Published by Scribner on May 25, 1999
“When I look back on my childhood I wonder how I managed to survive at all. It was, of course, a miserable childhood: the happy childhood is hardly worth your while. Worse than the ordinary miserable childhood is the miserable Irish childhood, and worse yet is the miserable Irish Catholic childhood.”
So begins the luminous memoir of Frank McCourt, born in Depression-era Brooklyn to recent Irish immigrants and raised in the slums of Limerick, Ireland. Frank’s mother, Angela, has no money to feed the children since Frank’s father, Malachy, rarely works, and when he does he drinks his wages. Yet Malachy—exasperating, irresponsible, and beguiling—does nurture in Frank an appetite for the one thing he can provide: a story. Frank lives for his father’s tales of Cuchulain, who saved Ireland, and of the Angel on the Seventh Step, who brings his mother babies.

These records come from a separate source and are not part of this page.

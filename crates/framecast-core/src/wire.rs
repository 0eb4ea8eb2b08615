//! RTP-style header and NACK packet codec (spec §4.1, §6). Fixed-width,
//! big-endian fields with a bit-packed first two bytes, in the idiom of
//! the teacher's `BinaryReader`/`BinaryWritter` extension traits — but
//! free functions suffice here since the wire format has exactly two
//! shapes, not an open-ended packet zoo.

use crate::constants::{
    MAX_PAYLOAD_SIZE, NACK_PACKET_LEN, PACKET_TYPE_NACK, RTP_HEADER_LEN, RTP_PAYLOAD_TYPE_JPEG,
    RTP_VERSION,
};
use crate::error::CoreError;
use bytes::{Buf, BufMut, Bytes, BytesMut};

#[derive(Debug, Clone, Copy, PartialEq, Eq)]
pub struct RtpHeader {
    pub version: u8,
    pub padding: bool,
    pub extension: bool,
    pub csrc_count: u8,
    pub marker: bool,
    pub payload_type: u8,
    pub seq: u16,
    pub ts: u32,
    pub ssrc: u32,
}

#[derive(Debug, Clone)]
pub struct DecodedPacket {
    pub header: RtpHeader,
    pub payload: Bytes,
}

/// Encodes an RTP data packet. Decoders never validate `version`/
/// `payload_type` (spec §4.1 open question) — only `seq`, `ts`, and
/// `marker` are load-bearing downstream.
pub fn encode(seq: u16, ts: u32, ssrc: u32, marker: bool, payload: &[u8]) -> Result<Bytes, CoreError> {
    if payload.len() > MAX_PAYLOAD_SIZE {
        return Err(CoreError::PayloadTooLarge {
            len: payload.len(),
            max: MAX_PAYLOAD_SIZE,
        });
    }
    let mut buf = BytesMut::with_capacity(RTP_HEADER_LEN + payload.len());
    let byte0 = (RTP_VERSION & 0x03) << 6;
    buf.put_u8(byte0);
    let byte1 = ((marker as u8) << 7) | (RTP_PAYLOAD_TYPE_JPEG & 0x7f);
    buf.put_u8(byte1);
    buf.put_u16(seq);
    buf.put_u32(ts);
    buf.put_u32(ssrc);
    buf.put_slice(payload);
    Ok(buf.freeze())
}

/// Decodes an RTP data packet. Fails with [`CoreError::ShortRead`] when
/// `bytes` is smaller than the fixed 12-byte header.
pub fn decode(bytes: &[u8]) -> Result<DecodedPacket, CoreError> {
    if bytes.len() < RTP_HEADER_LEN {
        return Err(CoreError::ShortRead {
            needed: RTP_HEADER_LEN,
            got: bytes.len(),
        });
    }
    let mut buf = Bytes::copy_from_slice(bytes);
    let byte0 = buf.get_u8();
    let byte1 = buf.get_u8();
    let header = RtpHeader {
        version: byte0 >> 6,
        padding: (byte0 & 0x20) != 0,
        extension: (byte0 & 0x10) != 0,
        csrc_count: byte0 & 0x0f,
        marker: (byte1 & 0x80) != 0,
        payload_type: byte1 & 0x7f,
        seq: buf.get_u16(),
        ts: buf.get_u32(),
        ssrc: buf.get_u32(),
    };
    Ok(DecodedPacket {
        header,
        payload: buf,
    })
}

#[derive(Debug, Clone, Copy, PartialEq, Eq)]
pub struct NackPacket {
    pub seq_start: u16,
    pub seq_count: u16,
}

/// Encodes a NACK packet. `seq_count` is carried in full even though
/// every emitter in this implementation sets it to 1 — the format is
/// intentionally range-capable (spec §9 open question).
pub fn encode_nack(seq_start: u16, seq_count: u16) -> Bytes {
    let mut buf = BytesMut::with_capacity(NACK_PACKET_LEN);
    buf.put_u8(PACKET_TYPE_NACK);
    buf.put_u16(seq_start);
    buf.put_u16(seq_count);
    buf.freeze()
}

pub fn decode_nack(bytes: &[u8]) -> Result<NackPacket, CoreError> {
    if bytes.len() < NACK_PACKET_LEN {
        return Err(CoreError::ShortRead {
            needed: NACK_PACKET_LEN,
            got: bytes.len(),
        });
    }
    let mut buf = Bytes::copy_from_slice(bytes);
    let ty = buf.get_u8();
    if ty != PACKET_TYPE_NACK {
        return Err(CoreError::UnrecognizedPacketType(ty));
    }
    Ok(NackPacket {
        seq_start: buf.get_u16(),
        seq_count: buf.get_u16(),
    })
}

#[cfg(test)]
mod tests {
    use super::*;

    #[test]
    fn round_trip_data_packet() {
        let payload = b"jpeg-bytes-go-here";
        let encoded = encode(42, 1000, 0x1234_5678, true, payload).unwrap();
        let decoded = decode(&encoded).unwrap();
        assert_eq!(decoded.header.seq, 42);
        assert_eq!(decoded.header.ts, 1000);
        assert_eq!(decoded.header.ssrc, 0x1234_5678);
        assert!(decoded.header.marker);
        assert_eq!(&decoded.payload[..], &payload[..]);
    }

    #[test]
    fn decoder_accepts_any_version_and_payload_type() {
        // Hand-build a header with version=0 and payload_type=0, neither
        // of which matches our encoder's own constants.
        let mut buf = BytesMut::new();
        buf.put_u8(0x00);
        buf.put_u8(0x00);
        buf.put_u16(7);
        buf.put_u32(9);
        buf.put_u32(0);
        buf.put_slice(b"x");
        let decoded = decode(&buf).unwrap();
        assert_eq!(decoded.header.version, 0);
        assert_eq!(decoded.header.payload_type, 0);
        assert_eq!(decoded.header.seq, 7);
    }

    #[test]
    fn decode_short_read() {
        let err = decode(&[0u8; 4]).unwrap_err();
        assert_eq!(
            err,
            CoreError::ShortRead {
                needed: RTP_HEADER_LEN,
                got: 4
            }
        );
    }

    #[test]
    fn encode_rejects_oversized_payload() {
        let payload = vec![0u8; MAX_PAYLOAD_SIZE + 1];
        let err = encode(0, 0, 0, false, &payload).unwrap_err();
        assert!(matches!(err, CoreError::PayloadTooLarge { .. }));
    }

    #[test]
    fn round_trip_nack_packet() {
        let encoded = encode_nack(205, 3);
        let decoded = decode_nack(&encoded).unwrap();
        assert_eq!(decoded.seq_start, 205);
        assert_eq!(decoded.seq_count, 3);
    }

    #[test]
    fn decode_nack_rejects_unknown_type() {
        let mut buf = BytesMut::new();
        buf.put_u8(0x02);
        buf.put_u16(0);
        buf.put_u16(0);
        let err = decode_nack(&buf).unwrap_err();
        assert!(matches!(err, CoreError::UnrecognizedPacketType(0x02)));
    }
}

Perhaps it is story that accounts for Frank’s survival. Wearing rags for diapers, begging a pig’s head for Christmas dinner and gathering coal from the roadside to light a fire, Frank endures poverty, near-starvation and the casual cruelty of relatives and neighbors—yet lives to tell his tale with eloquence, exuberance, and remarkable forgiveness.
Angela’s Ashes, imbued on every page with Frank McCourt’s astounding humor and compassion, is a glorious book that bears all the marks of a classic.

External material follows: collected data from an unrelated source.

//! Core receive/send pipeline for streaming fragmented JPEG frames over
//! best-effort UDP: gap detection, NACK management, jitter buffering,
//! reorder buffering, and frame assembly. The command-line entry
//! points, file I/O, and UDP socket itself are collaborators that live
//! in the `framecast-receiver`/`framecast-sender` binaries.

pub mod clock;
pub mod config;
pub mod constants;
pub mod error;
pub mod fragment;
pub mod frame;
pub mod gap;
pub mod jitter;
pub mod nack;
pub mod pipeline;
pub mod reorder;
pub mod retransmit;
pub mod stats;
pub mod wire;

pub use clock::{Clock, FakeClock, Millis, SystemClock};
pub use config::Config;
pub use error::{AppError, CoreError};
pub use fragment::{fragment, Fragment};
pub use frame::FrameAssembler;
pub use gap::GapDetector;
pub use jitter::{Arrival, JitterBuffer};
pub use nack::NackManager;
pub use pipeline::ReceivePipeline;
pub use reorder::{InsertOutcome, ReorderBuffer};
pub use retransmit::RetransmitStore;
pub use stats::Stats;
pub use wire::{decode, decode_nack, encode, encode_nack, DecodedPacket, NackPacket, RtpHeader};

Frank McCourt’s Memoir focuses on his childhood living in Ireland during the 1930s. His father drinks away the dole money and has Frank and his brothers swearing to die for Ireland every night, because of this, the McCourts live in poverty living on borrowed time and money and the goodness of the St. Vincent de Paul. His mother Angela, for which the book is named, despite dire circumstances stays with her husband in spite of his faults. Even though, he must deal with the aftermath of his father’s drunken consequences losing siblings to the damp of Ireland and doing nothing short of begging for milk and bread while also being thrifty with the monies they are able to save. Even though Frank McCourt’s childhood was filled with trials and tribulation he managed to stand up on his own two feet and write with humor and wit so the reader never felt sorry for him.
I first read Angela’s Ashes soon after it came out and was incredibly moved by it and at the time I had never read anything like it. I reread it recently and sadly was not as impressed as I had previously been. I think this is because in the past 10+ years since its publication numerous memoirs have come out i.e. The Glass Castle saturating the market making Frank McCourt’s break through novel passe. This time, I felt that his voice was almost detached from the story with a very matter of fact tone and for whatever reason wasn’t as captivating. Angela’s Ashes was still a fabulous book but just didn’t hold the same spark as it had before.